Wednesday, March 11, 2009

Foraging Across the Boundaries

We still drive "around the block" a couple times a week to see what's going on. The "block" is the geo/demographic area in Kennydale encompassed by 36th and 40th Streets North on the south and north respectively and Park and Meadow Avenues North to the west and east. Now there are two more cross streets, 37th Place and 38th, which weren't even a gleam in the traffic guy's eye when I was a kid. So it's really four blocks, a pretty considerable piece of ground with a lot of action to keep track of; but somebody has to do it.
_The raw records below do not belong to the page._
//! Plan data model: the action set, validated steps, and the assembled plan.
//!
//! [`Step`] is the internal, validated unit that flows through the graph
//! stages. [`PlanStep`] and [`TaskPlan`] are the caller-facing shapes and
//! serialize with camelCase field names.

use std::collections::BTreeSet;
use std::fmt;
use std::str::FromStr;

use chrono::{DateTime, Utc};
use serde::{Deserialize, Serialize};

// ---------------------------------------------------------------------------
// Action
// ---------------------------------------------------------------------------

/// The closed set of file-system actions a step may perform.
#[derive(Debug, Clone, Copy, PartialEq, Eq, Hash, Serialize, Deserialize)]
#[serde(rename_all = "snake_case")]
pub enum Action {
    Read,
    Write,
    Run,
    Delete,
}

impl Action {
    /// Every action, in the order they are listed to the model.
    pub const ALL: [Action; 4] = [Self::Read, Self::Write, Self::Run, Self::Delete];

    pub fn as_str(&self) -> &'static str {
        match self {
            Self::Read => "read",
            Self::Write => "write",
            Self::Run => "run",
            Self::Delete => "delete",
        }
    }
}

impl fmt::Display for Action {
    fn fmt(&self, f: &mut fmt::Formatter<'_>) -> fmt::Result {
        f.write_str(self.as_str())
    }
}

impl FromStr for Action {
    type Err = ActionParseError;

    /// Case-sensitive exact match; `"Read"` and `" read"` are rejected.
    fn from_str(s: &str) -> Result<Self, Self::Err> {
        match s {
            "read" => Ok(Self::Read),
            "write" => Ok(Self::Write),
            "run" => Ok(Self::Run),
            "delete" => Ok(Self::Delete),
            other => Err(ActionParseError(other.to_owned())),
        }
    }
}

/// Error returned when parsing an invalid [`Action`] string.
#[derive(Debug, Clone)]
pub struct ActionParseError(pub String);

impl fmt::Display for ActionParseError {
    fn fmt(&self, f: &mut fmt::Formatter<'_>) -> fmt::Result {
        write!(f, "invalid action: {:?}", self.0)
    }
}

impl std::error::Error for ActionParseError {}

// ---------------------------------------------------------------------------
// Internal step
// ---------------------------------------------------------------------------

/// Identity string for the step at 1-based input position `sequence`.
pub fn step_id(sequence: usize) -> String {
    format!("step_{sequence}")
}

/// A validated step, owned by the graph that is being built for one plan.
#[derive(Debug, Clone, PartialEq, Eq)]
pub struct Step {
    /// 1-based position in the original (unsorted) model output.
    pub sequence: usize,
    /// The `step` number the model wrote for this record.
    pub declared_number: u64,
    /// Stable identity, always `step_<sequence>`.
    pub id: String,
    pub action: Action,
    pub description: String,
    pub path: String,
    /// Sequences of the steps this one depends on. Filled in by the resolver.
    pub depends_on: BTreeSet<usize>,
}

// ---------------------------------------------------------------------------
// Caller-facing plan
// ---------------------------------------------------------------------------

/// One step of an assembled plan, in final execution order.
#[derive(Debug, Clone, PartialEq, Eq, Serialize, Deserialize)]
#[serde(rename_all = "camelCase")]
pub struct PlanStep {
    /// 1-based position in the ordered plan.
    pub step_number: usize,
    /// Always equal to `step_number`; kept for callers that read this name.
    pub step_id: usize,
    /// Stable identity derived from the original input position.
    pub id: String,
    pub action: Action,
    pub description: String,
    pub path: String,
    /// Identities of the steps that must complete first.
    #[serde(default, skip_serializing_if = "Vec::is_empty")]
    pub depends_on: Vec<String>,
}

/// A validated, topologically ordered plan for one user request.
#[derive(Debug, Clone, PartialEq, Serialize, Deserialize)]
#[serde(rename_all = "camelCase")]
pub struct TaskPlan {
    /// Plan identity, always prefixed with `plan-`.
    pub task_id: String,
    /// The user request exactly as it was supplied.
    pub user_request: String,
    pub steps: Vec<PlanStep>,
    pub generated_at: DateTime<Utc>,
    /// The model's explanation. Empty only when the model supplied none.
    pub reasoning: String,
}

impl TaskPlan {
    /// Look up a step by its identity.
    pub fn step(&self, id: &str) -> Option<&PlanStep> {
        self.steps.iter().find(|s| s.id == id)
    }

    /// Step identities in execution order.
    pub fn order(&self) -> Vec<&str> {
        self.steps.iter().map(|s| s.id.as_str()).collect()
    }

    /// Total number of dependency edges in the plan.
    pub fn edge_count(&self) -> usize {
        self.steps.iter().map(|s| s.depends_on.len()).sum()
    }
}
When I was a kid, before daily paper delivery took my observation opportunities to the next (and the next!) level, occasional foraging for food and/or flowers provided the cover for synergistic snooping. In the pre-spring, after forsythia but before daffodils, I always collected at least one bouquet of pussy willows for the dining table and to give to some of the neighbors, Mrs. Crotts, maybe, who lived in the house the Robbins next door have now owned for many years.

Later, during spring and early summer there was actual good food out there! Next door, to the south on what is now Swan-Vue - and also up the street at the Kosney's- was a particularly early variety of sweet cherry that was good for stealing before our own became ripe. Plums, too. Then came blackberries, the wild trailing kind. Along the ditches and in undeveloped lots there were often piles of brush and brambles that supported really healthy vines. One of the best places was right across the street at Herb and Diana's old place. I could pick around the block and get enough for at least one big pie and did so a couple times every year.

Largely via this wandering foraging lifestyle I came to know everyone, who was nice, scary, a jerk, etc. and how much of an incursion I could safely make or test on various properties. I wasn't alone, of course; we all accepted a much more casual definition in our minds of property rights in those days. Kids wandering everywhere! Many years later, after a couple of mildly uncomfortable ummm... interactions with some neighbors, I learned to revise my boundarial expectations. Kids cutting through here to and from the bus still doesn't bother me, though. Still, for the most part, my "around the blocking" is limited now to driving with a critical eye on real estate development. I know where those boundaries are, man. Everywhere!